Grant Jacob Schmidt (born July 21, 1948) is a former political figure in Saskatchewan, Canada. He represented Melville from 1982 to 1991 in the Legislative Assembly of Saskatchewan as a Progressive Conservative.

He was born in Balcarres, Saskatchewan, the son of George Schmidt and Helen Banerd, and received a law degree from the University of Saskatchewan. Schmidt articled in Melville and practised law there. In 1971, he married Sheron Steyck. Schmidt served in the Saskatchewan cabinet as Minister of Labour, as Minister of Social Services, as Minister of Human Resources, Labour & Employment, as Minister of Consumer and Commercial Affairs, as Minister of Economic Diversification and Trade, as Minister of Justice and Attorney General and as Provincial Secretary. He was defeated by Evan Carlson when he ran for reelection to the assembly in 1991.
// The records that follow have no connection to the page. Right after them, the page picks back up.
use std::sync::Arc;

use axum::extract::FromRef;

use crate::{AppState, sheet::SheetGateway};

/// The state needed by the transaction endpoints.
#[derive(Clone)]
pub struct TransactionState {
    /// Opens the worksheet that stores the transactions.
    pub gateway: Arc<dyn SheetGateway>,

    /// The canonical timezone used to timestamp new transactions.
    pub local_timezone: String,
}

impl FromRef<AppState> for TransactionState {
    fn from_ref(state: &AppState) -> Self {
        Self {
            gateway: state.gateway.clone(),
            local_timezone: state.local_timezone.clone(),
        }
    }
}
The PC Party subsequently went dormant in the wake of revelations of fraud committed by several PC MLA's and caucus workers. Like many former PC members, Schmidt joined the Saskatchewan Party. Although Schmidt himself was never implicated in any wrongdoing, he was nevertheless barred from securing the Saskatchewan Party nomination in the Melville-Saltcoats provincial riding and ran unsuccessfully as an independent candidate in the 2003 election.

Schmidt subsequently rejoined the Progressive Conservatives after the party was revived by his former cabinet colleague Rick Swenson. He was eventually named President of the PC Party. Schmidt's son Kurt Schmidt ran as a PC candidate in the 2016 general election.

His brother is Canadian-German curler Rodger Schmidt.